Task requirements:
Copy exactly, and only, the lines that start at the line containing "delete, had no" and end at the last line of the material below.

*****

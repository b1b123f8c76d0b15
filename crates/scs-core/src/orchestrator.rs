//! Ordered creation and teardown of composite stacks.

use crate::provisioner::{ComponentOutcome, ComponentProvisioner, CreateMode};
use crate::{ScsError, ScsResult};
use scs_schema::{Component, ComponentBundle, ComponentDraft, ComponentId, MachineName, Phase, Stack, StackBundle};
use scs_store::{EntityStore, ProgressTracker, StoreError};
use serde::ser::{Serialize, SerializeMap, Serializer};
use std::collections::BTreeMap;
use std::sync::Arc;
use tracing::{debug, info, warn};

/// Strategy for one stack flavour.
pub trait StackAction: Send + Sync {
    fn bundle(&self) -> StackBundle;

    /// Member bundles in creation order.
    fn members(&self) -> &[ComponentBundle];

    fn member_name(&self, stack: &Stack, bundle: ComponentBundle) -> Result<MachineName, ScsError> {
        let suffix = match bundle {
            ComponentBundle::Sql => "sql",
            ComponentBundle::Triplestore => "ts",
            ComponentBundle::Filesystem => "share",
            _ => "app",
        };
        Ok(stack.machine_name.with_suffix(suffix)?)
    }
}

/// The built-in flavours, whose members come from [`StackBundle::members`].
pub struct FlavourStack {
    bundle: StackBundle,
}

impl FlavourStack {
    pub fn new(bundle: StackBundle) -> Self {
        Self { bundle }
    }
}

impl StackAction for FlavourStack {
    fn bundle(&self) -> StackBundle {
        self.bundle
    }

    fn members(&self) -> &[ComponentBundle] {
        self.bundle.members()
    }
}

/// Per-phase sub-results of a stack operation.
///
/// A phase mapped to `None` was never attempted (or, on delete, had no
/// component left to remove).
#[derive(Debug, Clone, Default, PartialEq)]
pub struct PhaseReport {
    results: BTreeMap<Phase, Option<ScsResult<ComponentOutcome>>>,
    /// Delete only: references dropped because the entity was already gone.
    pub cleaned_references: Vec<ComponentId>,
    /// Delete only: components torn down by this call.
    pub deleted: Vec<ComponentId>,
    /// Delete only: components still attached when the call returned.
    pub remaining: Vec<ComponentId>,
}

*****

Answer for this exercise:
/// A phase mapped to `None` was never attempted (or, on delete, had no
/// component left to remove).
#[derive(Debug, Clone, Default, PartialEq)]
pub struct PhaseReport {
    results: BTreeMap<Phase, Option<ScsResult<ComponentOutcome>>>,
    /// Delete only: references dropped because the entity was already gone.
    pub cleaned_references: Vec<ComponentId>,
    /// Delete only: components torn down by this call.
    pub deleted: Vec<ComponentId>,
    /// Delete only: components still attached when the call returned.
    pub remaining: Vec<ComponentId>,
}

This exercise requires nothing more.